Design Pattern: Treating Objects as Descriptors
I think frequently about the design of software while I drive between home and work. I frequently come across the problem of designing user-defined, compound types or classes. Determining a compound type’s member fields and methods requires a lot of effort. The problem’s complexity is increased when an instance of a class consists of fields drawn from multiple tables in a database. Designing a class that is used in a web application is made more complicated by the stateless nature between each request of a browser. The general problem is stated as designing a class that draws information from multiple sources and supports class instances with short lifetimes.
In practice, determining the interface of an object is difficult. The use of “accessors” and “modifiers,” functions that access and modify an object’s state or internal data, is common practice among software engineers. The use of these functions helps control the operations that can be performed on an object, and it it helps maintain consistency in an object’s state. It also allows the internal implementation of a class to be modified without affecting the code that operates on instances of the class. There may be problems, however, with the tying functions and data into classes too tightly.

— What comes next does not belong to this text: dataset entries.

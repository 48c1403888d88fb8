pub mod http_user_repository;

use async_trait::async_trait;
use crate::core::library::LibraryResult;
use crate::core::repository::Repository;
use crate::users::domain::model::UserEntity;


#[async_trait]
pub trait UserRepository: Repository<UserEntity> {
    // creates the account with the given password, or the default one
    async fn create_with_password(&self, entity: &UserEntity, password: Option<&str>) -> LibraryResult<UserEntity>;

    // exchanges credentials for a bearer token
    async fn authenticate(&self, matricula: &str, password: &str) -> LibraryResult<String>;

    // the account behind the current token
    async fn me(&self) -> LibraryResult<UserEntity>;
}
pub mod command;
pub mod controller;
pub mod domain;
pub mod library;
pub mod repository;
use reqwest::{Client, RequestBuilder, Response};
use serde::de::DeserializeOwned;
use serde_json::Value;
use tracing::{debug, warn};
use crate::core::library::{LibraryError, LibraryResult};

// RestClient wraps the http client shared by the repositories of one backend service.
#[derive(Debug, Clone)]
pub struct RestClient {
    client: Client,
    base_url: String,
    token: Option<String>,
}

impl RestClient {
    pub fn new(client: Client, base_url: &str, token: Option<String>) -> Self {
        Self {
            client,
            base_url: base_url.trim_end_matches('/').to_string(),
            // blank credentials are never sent
            token: token.map(|t| t.trim().to_string()).filter(|t| !t.is_empty()),
        }
    }

    pub fn url(&self, path: &str) -> String {
        format!("{}/{}", self.base_url, path.trim_start_matches('/'))
    }

    pub fn get(&self, path: &str) -> RequestBuilder {
        self.authorize(self.client.get(self.url(path)))
    }

    pub fn post(&self, path: &str) -> RequestBuilder {
        self.authorize(self.client.post(self.url(path)))
    }

    pub fn put(&self, path: &str) -> RequestBuilder {
        self.authorize(self.client.put(self.url(path)))
    }

    pub fn delete(&self, path: &str) -> RequestBuilder {
        self.authorize(self.client.delete(self.url(path)))
    }

    fn authorize(&self, request: RequestBuilder) -> RequestBuilder {
        match &self.token {
            Some(token) => request.bearer_auth(token),
            None => request,
        }
    }

    // sends the request and turns any non-2xx answer into an error carrying the backend message
    pub async fn send(&self, request: RequestBuilder, default_message: &str) -> LibraryResult<Response> {
        let response = request.send().await?;
        let status = response.status();
        debug!(url = %response.url(), status = status.as_u16(), "backend response");
        if status.is_success() {
            return Ok(response);
        }
        let body = response.text().await.unwrap_or_default();
        let message = error_message(&body, default_message);
        warn!(status = status.as_u16(), message = message.as_str(), "backend rejected request");
        Err(LibraryError::from_status(status.as_u16(), message.as_str()))
    }

    pub async fn send_json<T: DeserializeOwned>(&self, request: RequestBuilder, default_message: &str) -> LibraryResult<T> {
        let response = self.send(request, default_message).await?;
        let body = response.text().await?;
        serde_json::from_str(&body).map_err(LibraryError::from)
    }
}

// Error bodies: a `message` field wins, then the whole JSON document, then the raw text.
pub fn error_message(body: &str, default_message: &str) -> String {
    let trimmed = body.trim();
    if trimmed.is_empty() {
        return default_message.to_string();
    }
    match serde_json::from_str::<Value>(trimmed) {
        Ok(Value::Object(map)) => {
            if let Some(Value::String(message)) = map.get("message") {
                if !message.is_empty() {
                    return message.to_string();
                }
            }
            Value::Object(map).to_string()
        }
        Ok(Value::String(message)) if !message.is_empty() => message,
        Ok(Value::Null) => default_message.to_string(),
        Ok(other) => other.to_string(),
        Err(_) => trimmed.to_string(),
    }
}

// helper method to build the http client used by every repository
pub fn build_http_client() -> LibraryResult<Client> {
    Client::builder()
        .user_agent(concat!("biblio-admin/", env!("CARGO_PKG_VERSION")))
        .build()
        .map_err(LibraryError::from)
}

// logs go to stderr so that command output on stdout stays clean
pub fn setup_tracing(level: &str, json: bool) {
    let max_level = level.parse::<tracing::Level>().unwrap_or(tracing::Level::WARN);
    let builder = tracing_subscriber::fmt()
        .with_max_level(max_level)
        // disable printing the name of the module in every log line.
        .with_target(false)
        .with_writer(std::io::stderr);
    if json {
        builder.json().init();
    } else {
        builder.init();
    }
}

An example of an original Person class design is presented below with several interface functions.
class Person
{
private Name m_name;
private Date m_birthdate;
private String m_password;
public function SetName( Name name );
public function GetName();
public function SetBirthdate( Date date );
public function GetBirthdate();
public function SetPassword( String password );
public function GetPassword();
}
The m_password field of the Person object may be retrieved from a database table named User_Passwords while the other information is fetched from the User_Pedrigree table. In the example system, code that accesses or modifies user passwords is spread throughout the system, but execution of the code is infrequent. Although the password information may be used in only 5% of operations that deal with Person object, because the object’s consistency is maintained, the password is always retrieved. With this interface, “person->GetPassword()” and “person->SetPassword( new_password )” may be in multiple places of the code.
Assuming that retrieving the password information is later found to be an expensive operation and that expense is paid every time a Person object is created, a couple of modifications to the operations on the class may be used to improve system performance. The underlying operation of retrieving a password can be reworked, or the password information can be separated from the type definition. Two refactorings of the Person object are presented below. The first treats the object as a descriptor to a function. The second refactoring reimplements the class to delay the retrieval of the password information.
Separating the password information from the Person object may force the removal of the GetPassword() and SetPassword() functions, and this will further require updates to code that rely on these functions. The need would have been avoided, if these interface functions were not present in the original class and independent functions were implemented to provide the same functionality. Code that operated on Person objects would appear as “GetPassword( person )” and “SetPassword( person, new_password )” instead of “person->GetPassword()” and “person->SetPassword( new_password )” as mentioned above.
Separating the password functions from the class is problematic, because it is against the goal of tightly grouping data and functions with classes. The code becomes less cohesive with this approach.
Delaying the retrieval of password information until it is first requested improves the example system’s performance. Resources are not used to retrieve password information, until it is first used. This has the benefit of allowing the object’s state to continue appearing consistent, and it allows code to continue enjoying the benefit of using classes to group functions and data.
The second option described above appears to be the better solution that addresses the example problem. Considering the first option may still be desirable in cases such as when the degree of cohesion between the class and its member data is unstable.